A common electrode line 2 has two longitudinal branches 6 and 7 and one transverse branch 8 connecting the longitudinal branches 6 and 7, and thus the common electrode line 2 along with its branches 6, 7 and 8 forms a rectangle. On the other hand, a pixel electrode 13, 14 and 15 extended from a drain electrode 12 is comprised of two transverse portions 14 and 15 and a longitudinal portion 13 connecting the midpoints of the transverse portions 14 and 15. The transverse portions 14 and 15 are overlapped with the common electrode line 2 and its transverse branch 8, and these overlapped structures serve as storage capacitors. The longitudinal portion 13 is arranged between the two longitudinal branches 6 and 7 of the common electrode line 2, and the potential difference between the longitudinal branches 16 and 17 and the longitudinal portion 13 adjusts performance of the liquid crystal molecules.
It is disclosed in the above-described paper that these LCDs have improved viewing characteristics.
However, the paper lodges some issues.
First, the liquid crystal molecules should be shielded from the electric fields produced from the data line.
The longitudinal side 16 of the pixel electrode shown in FIG. 1 and the longitudinal branch 6 of the common electrode shown in FIG. 2, both adjacent to the data line 11, serve as shields from the electric field of the data line 11. Since the pixel electrode is floated when the TFT is in off state, its potential is easily disturbed by the potential of outside.

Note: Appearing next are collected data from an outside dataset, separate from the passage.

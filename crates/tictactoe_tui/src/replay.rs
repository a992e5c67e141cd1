//! Headless replay: play a list of cells and print the resulting view.

use anyhow::{Context, Result};
use tictactoe_core::{GameState, GameView, HistoryOrder, Position};
use tracing::{info, instrument, warn};

/// Plays `cells` in order, then optionally jumps to `jump`.
///
/// Rejected moves are logged and skipped, exactly as the interactive UI
/// ignores them. An out-of-range jump is an error.
#[instrument(skip(cells), fields(moves = cells.len()))]
pub fn replay(cells: &[Position], jump: Option<usize>, order: HistoryOrder) -> Result<GameState> {
    let mut game = GameState::with_order(order);
    for (i, &position) in cells.iter().enumerate() {
        if let Err(e) = game.apply_move(position) {
            warn!(move_number = i + 1, %position, error = %e, "Move ignored");
        }
    }
    if let Some(step) = jump {
        game.jump_to(step)
            .with_context(|| format!("Cannot jump to step {}", step))?;
    }
    info!(step = game.step(), status = %game.status_line(), "Replay finished");
    Ok(game)
}

/// Renders the current step as plain text: board, status, then the move list.
///
/// The board is the [`Board`](tictactoe_core::Board) `Display` form.
pub fn render_text(game: &GameState) -> String {
    let view = game.view();
    let mut out = format!("{}\n\n{}\n", game.board(), view.status());
    if !view.winning_line().is_empty() {
        out.push_str(&format!("Winning line: {:?}\n", view.winning_line()));
    }
    out.push('\n');
    for entry in view.moves() {
        let marker = if entry.current() { '>' } else { ' ' };
        out.push_str(&format!("{} {}\n", marker, entry.description()));
    }
    out
}

/// Renders a view as pretty-printed JSON.
pub fn render_json(view: &GameView) -> Result<String> {
    serde_json::to_string_pretty(view).context("Failed to serialize game view")
}

#[cfg(test)]
mod tests {
    use super::*;

    fn cells(indices: &[usize]) -> Vec<Position> {
        indices
            .iter()
            .map(|&i| Position::from_index(i).unwrap())
            .collect()
    }

    #[test]
    fn test_replay_skips_rejected_moves() {
        let game = replay(&cells(&[0, 0, 4]), None, HistoryOrder::Chronological).unwrap();
        assert_eq!(game.history().len(), 3);
        assert_eq!(game.board().occupied(), 2);
    }

    #[test]
    fn test_replay_jump() {
        let game = replay(&cells(&[0, 4, 8]), Some(1), HistoryOrder::Chronological).unwrap();
        assert_eq!(game.step(), 1);
        assert_eq!(game.history().len(), 4);
        assert!(replay(&cells(&[0]), Some(5), HistoryOrder::Chronological).is_err());
    }

    #[test]
    fn test_render_text() {
        let game = replay(&cells(&[0, 4, 1, 5, 2]), None, HistoryOrder::Reversed).unwrap();
        let text = render_text(&game);
        let expected = "\
X|X|X
-+-+-
4|O|O
-+-+-
7|8|9

Winner: X
Winning line: [0, 1, 2]

> Go to move #5 (X at Row: 1, Col: 3)
  Go to move #4 (O at Row: 2, Col: 3)
  Go to move #3 (X at Row: 1, Col: 2)
  Go to move #2 (O at Row: 2, Col: 2)
  Go to move #1 (X at Row: 1, Col: 1)
  Go to game start
";
        assert_eq!(text, expected);
    }

    #[test]
    fn test_render_text_board_follows_jump() {
        let game = replay(&cells(&[0, 4, 8]), Some(1), HistoryOrder::Chronological).unwrap();
        let text = render_text(&game);
        let board = game.board().to_string();
        assert!(text.starts_with(&format!("{}\n\nNext player: O\n", board)));
        assert_eq!(board, "X|2|3\n-+-+-\n4|5|6\n-+-+-\n7|8|9");
        assert!(text.contains("> Go to move #1 (X at Row: 1, Col: 1)\n"));
    }

    #[test]
    fn test_render_json() {
        let game = replay(&cells(&[4]), None, HistoryOrder::Chronological).unwrap();
        let json = render_json(&game.view()).unwrap();
        let value: serde_json::Value = serde_json::from_str(&json).unwrap();
        assert_eq!(value["next_player"], "O");
        assert_eq!(value["moves"].as_array().map(Vec::len), Some(2));
    }
}
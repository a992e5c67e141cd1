//! First-class action types for tic-tac-toe.
//!
//! A move is the domain event stored in each history record: who placed a
//! mark and where. Rejected actions are reported as [`GameError`] and never
//! change the game.

use super::{Player, Position};
use serde::{Deserialize, Serialize};

/// A move in tic-tac-toe: a player placing their mark at a position.
#[derive(Debug, Clone, Copy, PartialEq, Eq, Hash, Serialize, Deserialize)]
pub struct Move {
    /// The player making the move.
    pub player: Player,
    /// The position where the player places their mark.
    pub position: Position,
}

impl Move {
    /// Creates a new move.
    pub fn new(player: Player, position: Position) -> Self {
        Self { player, position }
    }

    /// Returns the player making this move.
    pub fn player(&self) -> Player {
        self.player
    }

    /// Returns the position of this move.
    pub fn position(&self) -> Position {
        self.position
    }

    /// 1-based row of the placed mark.
    pub fn row(&self) -> u8 {
        self.position.row()
    }

    /// 1-based column of the placed mark.
    pub fn col(&self) -> u8 {
        self.position.col()
    }
}

impl std::fmt::Display for Move {
    fn fmt(&self, f: &mut std::fmt::Formatter<'_>) -> std::fmt::Result {
        write!(
            f,
            "{} at Row: {}, Col: {}",
            self.player,
            self.row(),
            self.col()
        )
    }
}

/// Error returned when an action is rejected. The game is left untouched.
#[derive(Debug, Clone, PartialEq, Eq, derive_more::Display)]
pub enum GameError {
    /// The board at the current step already has a winner.
    #[display("Game is already over: {} has won", winner)]
    GameOver {
        /// Winner on the current board.
        winner: Player,
    },

    /// The square at the position is already occupied.
    #[display("Square {} is already occupied", position)]
    SquareOccupied {
        /// The occupied position.
        position: Position,
    },

    /// A history step past the end of the history was requested.
    #[display("Step {} is out of range (history has {} entries)", step, len)]
    StepOutOfRange {
        /// Requested step.
        step: usize,
        /// Current history length.
        len: usize,
    },

    /// A deserialized history breaks the history invariants.
    #[display("Invalid game history: {}", reason)]
    InvalidHistory {
        /// Descriptions of the violated invariants.
        reason: String,
    },
}

impl std::error::Error for GameError {}
//! Tic-tac-toe game logic with a rewindable move history.
//!
//! # Architecture
//!
//! - **Rules**: pure win and draw detection over a board snapshot
//! - **History**: [`GameState`] owns every board snapshot plus a step pointer
//! - **Invariants**: properties every accepted move preserves
//! - **View**: [`GameView`], the serialisable snapshot a front end draws
//!
//! # Example
//!
//! ```
//! use tictactoe_core::{GameState, Player, Position};
//!
//! let mut game = GameState::new();
//! for pos in [0, 4, 1, 5, 2] {
//!     game.apply_move(Position::from_index(pos).unwrap()).unwrap();
//! }
//! let win = game.winner().unwrap();
//! assert_eq!(win.player(), Player::X);
//! assert_eq!(win.indices(), [0, 1, 2]);
//!
//! // Jumping back reopens the game; the next move rewrites history.
//! game.jump_to(2).unwrap();
//! game.apply_move(Position::BottomRight).unwrap();
//! assert_eq!(game.history().len(), 4);
//! ```

#![warn(missing_docs)]
#![forbid(unsafe_code)]

mod action;
mod history;
pub mod invariants;
mod position;
pub mod rules;
mod types;
mod view;

// Crate-level exports - Domain types
pub use action::{GameError, Move};
pub use position::Position;
pub use types::{Board, Player, Square};

// Crate-level exports - Rules
pub use rules::{Win, detect_winner, is_draw, is_full};

// Crate-level exports - Game state
pub use history::{GameState, GameStatus, HistoryOrder, MoveRecord};

// Crate-level exports - View model
pub use view::{GameView, MoveEntry};
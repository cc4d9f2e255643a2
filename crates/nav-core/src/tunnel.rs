//! Tunnel entrance/exit detection with hysteresis.
//!
//! GPS degrades inside tunnels, so the raw per-fix detection flaps. The
//! detector only leaves `InTunnel` after several qualified fixes in a row
//! outside tunnel geometry, while a single detected fix pulls it straight
//! back in.

use crate::events::ProgressEvent;
use crate::models::LocationFix;
use crate::progress::RouteProgress;
use crate::rules::TrackingRules;

#[derive(Debug, Clone, Copy, PartialEq, Eq)]
pub enum TunnelState {
    NotInTunnel,
    InTunnel,
    /// Counting qualified fixes outside tunnel geometry before confirming
    /// the exit.
    ExitingTunnel { good_fixes: u32 },
}

#[derive(Debug)]
pub struct TunnelDetector {
    state: TunnelState,
}

impl Default for TunnelDetector {
    fn default() -> Self {
        Self {
            state: TunnelState::NotInTunnel,
        }
    }
}

impl TunnelDetector {
    pub fn new() -> Self {
        Self::default()
    }

    pub fn state(&self) -> TunnelState {
        self.state
    }

    /// Whether consumers should treat the user as inside a tunnel. Stays
    /// true through the exit hysteresis window.
    pub fn is_in_tunnel(&self) -> bool {
        !matches!(self.state, TunnelState::NotInTunnel)
    }

    pub fn update(
        &mut self,
        fix: &LocationFix,
        progress: &RouteProgress,
        rules: &TrackingRules,
    ) -> Option<ProgressEvent> {
        let detected = Self::tunnel_detected(fix, progress, rules);
        self.apply(detected, fix.is_qualified(), rules.tunnel_exit_fix_count)
    }

    /// A fix counts as inside tunnel geometry when the last intersection it
    /// passed is a tunnel, or when it is about to enter one: close to an
    /// upcoming tunnel intersection and either moving at road speed or
    /// already losing GPS quality.
    fn tunnel_detected(fix: &LocationFix, progress: &RouteProgress, rules: &TrackingRules) -> bool {
        let step_progress = &progress.leg_progress.step_progress;
        if step_progress
            .current_intersection()
            .map_or(false, |intersection| intersection.is_tunnel())
        {
            return true;
        }

        let Some(upcoming) = step_progress.upcoming_intersection() else {
            return false;
        };
        if !upcoming.is_tunnel() {
            return false;
        }
        let Some(distance) = step_progress.user_distance_to_upcoming_intersection_m() else {
            return false;
        };
        let entering = fix.speed_mps >= rules.min_tunnel_entrance_speed_mps || !fix.is_qualified();
        entering && distance < rules.tunnel_entrance_radius_m
    }

    fn apply(
        &mut self,
        detected: bool,
        fix_is_qualified: bool,
        exit_threshold: u32,
    ) -> Option<ProgressEvent> {
        match (self.state, detected) {
            (TunnelState::NotInTunnel, true) => {
                self.state = TunnelState::InTunnel;
                tracing::info!("entered tunnel");
                Some(ProgressEvent::TunnelEntered)
            }
            (TunnelState::ExitingTunnel { .. }, true) => {
                self.state = TunnelState::InTunnel;
                None
            }
            (TunnelState::InTunnel, false) => {
                self.confirm_exit(fix_is_qualified as u32, exit_threshold)
            }
            (TunnelState::ExitingTunnel { good_fixes }, false) => {
                if !fix_is_qualified {
                    return None;
                }
                self.confirm_exit(good_fixes + 1, exit_threshold)
            }
            _ => None,
        }
    }

    fn confirm_exit(&mut self, good_fixes: u32, exit_threshold: u32) -> Option<ProgressEvent> {
        if good_fixes >= exit_threshold {
            self.state = TunnelState::NotInTunnel;
            tracing::info!("exited tunnel");
            Some(ProgressEvent::TunnelExited)
        } else {
            self.state = TunnelState::ExitingTunnel { good_fixes };
            None
        }
    }
}
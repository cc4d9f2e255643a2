//! Events produced by the tracker, one batch per processed location update.

use crate::models::{LocationFix, SpokenInstruction, VisualInstruction};
use crate::progress::RouteProgress;
use crate::reroute::{RerouteError, RerouteRequest};

/// What happened while processing a location update.
///
/// Consumers receive these from [`crate::RouteTracker::update_location`] and
/// [`crate::RouteTracker::complete_reroute`] in the order the state machine
/// produced them. Instruction events fire at most once per instruction, at
/// most one of each kind per update.
#[derive(Debug, Clone)]
pub enum ProgressEvent {
    /// Progress statistics changed. `location` is the idealized (snapped)
    /// fix suitable for display; `raw_location` is what the sensor reported.
    ProgressChanged {
        progress: RouteProgress,
        location: LocationFix,
        raw_location: LocationFix,
    },
    /// The user completed the upcoming maneuver; `step_index` is the new
    /// current step.
    StepAdvanced { step_index: usize },
    SpokenInstructionPassed { instruction: SpokenInstruction },
    VisualInstructionPassed { instruction: VisualInstruction },
    /// The user is about to reach the end of the current leg.
    WillArriveAtWaypoint {
        duration_remaining_s: f64,
        distance_remaining_m: f64,
    },
    /// Arrival latched for the leg. Fires once per leg.
    DidArriveAtWaypoint { leg_index: usize },
    /// The tracker moved on to the next leg; `leg_index` is the new one.
    LegAdvanced { leg_index: usize },
    /// The user left the route and a reroute is about to be requested.
    WillReroute { location: LocationFix },
    /// The caller should compute a new route and feed the result back via
    /// `complete_reroute`.
    RerouteRequested { request: RerouteRequest },
    /// A replacement route was accepted and progress was reset onto it.
    DidReroute { proactive: bool },
    /// An off-route reroute attempt failed; the tracker keeps following the
    /// old route and will request again once the debounce allows.
    RerouteFailed { error: RerouteError },
    TunnelEntered,
    TunnelExited,
}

On the other hand, the common electrode line and its branches are not easily disturbed since they are constantly applied with voltages.

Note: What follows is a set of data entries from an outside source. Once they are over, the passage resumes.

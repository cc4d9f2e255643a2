//! On-route / off-route classification.
//!
//! The geometric matcher is the reference implementation: a radius check
//! against the current step, silent progression onto a later step, and a
//! debounced course-deviation counter. An external map matcher can take its
//! place by feeding status updates through `ExternalMatcher`.

use crate::models::LocationFix;
use crate::progress::RouteProgress;
use crate::rules::TrackingRules;
use crate::spatial;

/// Result of classifying one fix.
#[derive(Debug, Clone, Copy, PartialEq, Eq)]
pub struct MatchOutcome {
    pub on_route: bool,
    /// Set when the matcher silently moved progress onto a later step.
    pub advanced_to_step: Option<usize>,
}

impl MatchOutcome {
    pub fn on_route() -> Self {
        Self {
            on_route: true,
            advanced_to_step: None,
        }
    }

    pub fn off_route() -> Self {
        Self {
            on_route: false,
            advanced_to_step: None,
        }
    }
}

/// Status reported by an external map-matching engine.
#[derive(Debug, Clone, Copy, PartialEq, Eq)]
pub enum MatcherStatus {
    /// Actively matched onto the route.
    Tracking,
    /// Matched and the route is finished.
    Complete,
    OffRoute,
    /// The matcher could not produce a usable position.
    Invalid,
    /// The last matcher report is too old to act on.
    Stale,
}

/// Decides whether a fix keeps the user on the current route.
pub trait OnRouteMatcher: Send {
    fn check(
        &mut self,
        fix: &LocationFix,
        progress: &mut RouteProgress,
        rules: &TrackingRules,
    ) -> MatchOutcome;

    /// Called when the tracker advances a step through maneuver completion.
    fn note_step_advanced(&mut self) {}

    /// Called when a reroute replaced the route.
    fn note_route_replaced(&mut self) {}

    /// Feed of external matcher statuses; ignored by matchers that do their
    /// own geometry.
    fn observe_status(&mut self, _status: MatcherStatus) {}
}

/// Geometric classification against the route shape.
#[derive(Debug, Default)]
pub struct GeometricMatcher {
    /// Consecutive fixes whose course disagreed with the route.
    movements_away_from_route: u32,
}

impl GeometricMatcher {
    pub fn new() -> Self {
        Self::default()
    }

    /// Distance from the route within which a fix still counts as on-route.
    /// Tightened to half near a maneuver intersection, where leaving the
    /// route is most likely, but never below the maneuver zone itself.
    pub(crate) fn effective_radius(
        fix: &LocationFix,
        progress: &RouteProgress,
        rules: &TrackingRules,
    ) -> f64 {
        let mut tolerance = rules.max_distance_before_recalculating_m;
        let near_intersection = progress
            .leg_progress
            .step_progress
            .intersections_with_upcoming()
            .iter()
            .any(|intersection| {
                spatial::haversine_distance(fix.coordinate, intersection.location)
                    <= rules.maneuver_zone_radius_m
            });
        if near_intersection {
            tolerance /= 2.0;
        }
        tolerance.max(rules.maneuver_zone_radius_m)
    }

    pub(crate) fn is_within_route_radius(
        fix: &LocationFix,
        progress: &RouteProgress,
        rules: &TrackingRules,
    ) -> bool {
        let radius = Self::effective_radius(fix, progress, rules);
        let step = progress.leg_progress.current_step();
        spatial::closest_point_on_polyline(&step.geometry, fix.coordinate)
            .map_or(false, |closest| {
                spatial::haversine_distance(closest.coordinate, fix.coordinate) <= radius
            })
    }

    /// Whether the fix's course could still belong to someone following the
    /// route. Low speed or poor accuracy make the course reading too noisy
    /// to hold against the user, except near the start of a leg where
    /// drivers genuinely point every which way.
    pub(crate) fn course_is_plausible(
        fix: &LocationFix,
        expected_course_deg: f64,
        progress: &RouteProgress,
        rules: &TrackingRules,
    ) -> bool {
        if !fix.has_qualified_course() {
            return true;
        }
        let near_leg_start = progress
            .leg_progress
            .leg()
            .steps
            .first()
            .and_then(|step| step.geometry.first())
            .map_or(false, |first| {
                spatial::haversine_distance(fix.coordinate, *first) < rules.maneuver_zone_radius_m
            });

        let speed_counts = fix.speed_mps >= rules.snapping_min_speed_mps || near_leg_start;
        let accuracy_counts = fix.horizontal_accuracy_m >= 0.0
            && (fix.horizontal_accuracy_m < rules.snapping_min_horizontal_accuracy_m
                || near_leg_start);
        let deviation = spatial::clockwise_difference_deg(
            expected_course_deg,
            spatial::wrap_deg(fix.course_deg, 0.0, 360.0),
        );

        !(speed_counts && accuracy_counts && deviation > rules.snapping_max_course_angle_deg)
    }
}

impl OnRouteMatcher for GeometricMatcher {
    fn check(
        &mut self,
        fix: &LocationFix,
        progress: &mut RouteProgress,
        rules: &TrackingRules,
    ) -> MatchOutcome {
        if Self::is_within_route_radius(fix, progress, rules) {
            return MatchOutcome::on_route();
        }

        // The user may have progressed onto a later step while the tracker
        // still points at an earlier one, e.g. after GPS dropout.
        if let Some(closest) = progress.leg_progress.closest_step(fix.coordinate) {
            if closest.index != progress.leg_progress.step_index()
                && closest.distance_m < rules.user_location_snapping_distance_m
            {
                tracing::debug!(step_index = closest.index, "snapping progress to later step");
                progress.leg_progress.set_step_index(closest.index);
                self.movements_away_from_route = 0;
                return MatchOutcome {
                    on_route: true,
                    advanced_to_step: Some(closest.index),
                };
            }
        }

        let buffer = rules.course_interpolation_buffer_m(fix.speed_mps);
        let nearby = progress.nearby_polyline();
        let Some(expected_course) =
            spatial::interpolated_course_deg(&nearby, fix.coordinate, buffer)
        else {
            return MatchOutcome::on_route();
        };

        let accuracy_scaled = if fix.horizontal_accuracy_m > 0.0 {
            (fix.horizontal_accuracy_m / rules.incorrect_course_multiplier) as u32
        } else {
            0
        };
        let max_updates = rules.min_incorrect_course_updates.max(accuracy_scaled);
        if self.movements_away_from_route >= max_updates {
            tracing::info!(
                updates = self.movements_away_from_route,
                "user is off route, course diverged from the route shape"
            );
            return MatchOutcome::off_route();
        }

        if Self::course_is_plausible(fix, expected_course, progress, rules) {
            self.movements_away_from_route = 0;
        } else {
            self.movements_away_from_route += 1;
        }
        MatchOutcome::on_route()
    }

    fn note_step_advanced(&mut self) {
        self.movements_away_from_route = 0;
    }

    fn note_route_replaced(&mut self) {
        self.movements_away_from_route = 0;
    }
}

/// Classification driven by an external map matcher. Anything short of a
/// definite `OffRoute` keeps the user on route; degraded matcher output must
/// never trigger a reroute on its own.
#[derive(Debug, Default)]
pub struct ExternalMatcher {
    status: Option<MatcherStatus>,
}

impl ExternalMatcher {
    pub fn new() -> Self {
        Self::default()
    }
}

impl OnRouteMatcher for ExternalMatcher {
    fn check(
        &mut self,
        _fix: &LocationFix,
        _progress: &mut RouteProgress,
        _rules: &TrackingRules,
    ) -> MatchOutcome {
        match self.status {
            Some(MatcherStatus::OffRoute) => MatchOutcome::off_route(),
            _ => MatchOutcome::on_route(),
        }
    }

    fn note_route_replaced(&mut self) {
        self.status = None;
    }

    fn observe_status(&mut self, status: MatcherStatus) {
        self.status = Some(status);
    }
}

#[cfg(test)]
mod tests {
    use super::*;
    use crate::models::{Coordinate, Intersection};
    use crate::spatial::offset_by_bearing;
    use crate::testutil::{fix_at, route_with_turn};
    use std::sync::Arc;

    fn progress() -> RouteProgress {
        RouteProgress::new(Arc::new(route_with_turn()), 0, 0)
    }

    /// A fix 200m east of the midpoint of the first (northbound) step,
    /// heading east: well off the shape, course 90 degrees off.
    fn deviating_fix() -> LocationFix {
        let origin = Coordinate::new(0.0, 0.0);
        let mid = offset_by_bearing(origin, 200.0, 0.0);
        fix_at(offset_by_bearing(mid, 200.0, 90.0), 90.0, 10.0)
    }

    #[test]
    fn off_route_after_debounce_threshold() {
        let rules = TrackingRules::default();
        let mut progress = progress();
        let mut matcher = GeometricMatcher::new();
        let fix = deviating_fix();

        for _ in 0..rules.min_incorrect_course_updates {
            assert!(matcher.check(&fix, &mut progress, &rules).on_route);
        }
        assert!(!matcher.check(&fix, &mut progress, &rules).on_route);
    }

    #[test]
    fn plausible_course_resets_the_counter() {
        let rules = TrackingRules::default();
        let mut progress = progress();
        let mut matcher = GeometricMatcher::new();
        let deviating = deviating_fix();
        // Same spot but pointing up the route
        let aligned = LocationFix {
            course_deg: 5.0,
            ..deviating.clone()
        };

        for _ in 0..3 {
            assert!(matcher.check(&deviating, &mut progress, &rules).on_route);
        }
        assert!(matcher.check(&aligned, &mut progress, &rules).on_route);
        // Counter restarted; another three deviations stay on route
        for _ in 0..4 {
            assert!(matcher.check(&deviating, &mut progress, &rules).on_route);
        }
    }

    #[test]
    fn unqualified_course_never_counts_against_the_user() {
        let rules = TrackingRules::default();
        let mut progress = progress();
        let mut matcher = GeometricMatcher::new();
        let mut fix = deviating_fix();
        fix.course_deg = -1.0;

        for _ in 0..20 {
            assert!(matcher.check(&fix, &mut progress, &rules).on_route);
        }
    }

    #[test]
    fn radius_tightens_near_a_maneuver_intersection() {
        let rules = TrackingRules::default();
        let origin = Coordinate::new(0.0, 0.0);
        let mid = offset_by_bearing(origin, 200.0, 0.0);
        // 45m off the shape: inside the plain 50m tolerance, outside the
        // tightened one
        let fix = fix_at(offset_by_bearing(mid, 45.0, 90.0), 0.0, 10.0);

        let plain = progress();
        assert!(GeometricMatcher::is_within_route_radius(&fix, &plain, &rules));

        let mut route = route_with_turn();
        route.legs[0].steps[0].intersections.insert(
            0,
            Intersection {
                location: offset_by_bearing(mid, 20.0, 90.0),
                road_classes: vec![],
            },
        );
        let near_intersection = RouteProgress::new(Arc::new(route), 0, 0);
        assert!(!GeometricMatcher::is_within_route_radius(
            &fix,
            &near_intersection,
            &rules
        ));
    }

    #[test]
    fn snaps_progress_onto_a_later_step() {
        let rules = TrackingRules::default();
        let mut progress = progress();
        let mut matcher = GeometricMatcher::new();
        let origin = Coordinate::new(0.0, 0.0);
        let corner = offset_by_bearing(origin, 400.0, 0.0);
        // 100m along the second (eastbound) step, 5m off its shape
        let on_second = offset_by_bearing(offset_by_bearing(corner, 100.0, 90.0), 5.0, 0.0);

        let outcome = matcher.check(&fix_at(on_second, 90.0, 10.0), &mut progress, &rules);
        assert!(outcome.on_route);
        assert_eq!(outcome.advanced_to_step, Some(1));
        assert_eq!(progress.leg_progress.step_index(), 1);
    }

    #[test]
    fn external_matcher_follows_status_feed() {
        let rules = TrackingRules::default();
        let mut progress = progress();
        let mut matcher = ExternalMatcher::new();
        let fix = deviating_fix();

        // No data yet: on route
        assert!(matcher.check(&fix, &mut progress, &rules).on_route);
        matcher.observe_status(MatcherStatus::OffRoute);
        assert!(!matcher.check(&fix, &mut progress, &rules).on_route);
        matcher.observe_status(MatcherStatus::Tracking);
        assert!(matcher.check(&fix, &mut progress, &rules).on_route);
        // Degraded data never flips to off-route
        matcher.observe_status(MatcherStatus::Stale);
        assert!(matcher.check(&fix, &mut progress, &rules).on_route);
        matcher.observe_status(MatcherStatus::Invalid);
        assert!(matcher.check(&fix, &mut progress, &rules).on_route);
    }
}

Accordingly, the LCD shown in FIG. 2 effectively shields the electric fields from the data line.
Second, aperture ratio should be considered since all the electrodes are formed in a substrate.
The aperture ratio is determined by the effective display area, that is, the area surrounded by the pixel electrodes 16, 17, 18 and 19 shown in FIG. 1 or the area enclosed by the common electrode line 2 and its branches 6, 7 and 8 shown in FIG. 2. In case of the LCD shown in FIG. 1, the longitudinal side 16 of the pixel electrode adjacent to the data line 11 should be separated from the data line 11 by predetermined distance in order to prevent their short-circuiting since the pixel electrode 16, 17, 18 and 19 and the data line 11 are made of the same layer. On the other hand, concerning the LCD shown in FIG. 2, since the common electrode line 2 and its branches 6, 7 and 8 are insulated from the data line 11 via an insulating layer (not shown), it is permissible that they become considerably closer.
Therefore, the LCD shown in FIG. 2 is effective to obtain large aperture ratio.
However, these conventional IPS LCDs have a disadvantage that they cannot sufficiently shield the electric fields from the data line. Further, there are disadvantages that the capacitance of a parasitic capacitor comprised of a gate and a source of a TFT is not uniform between pixels when misalign occurs, and the on current of the TFT is low.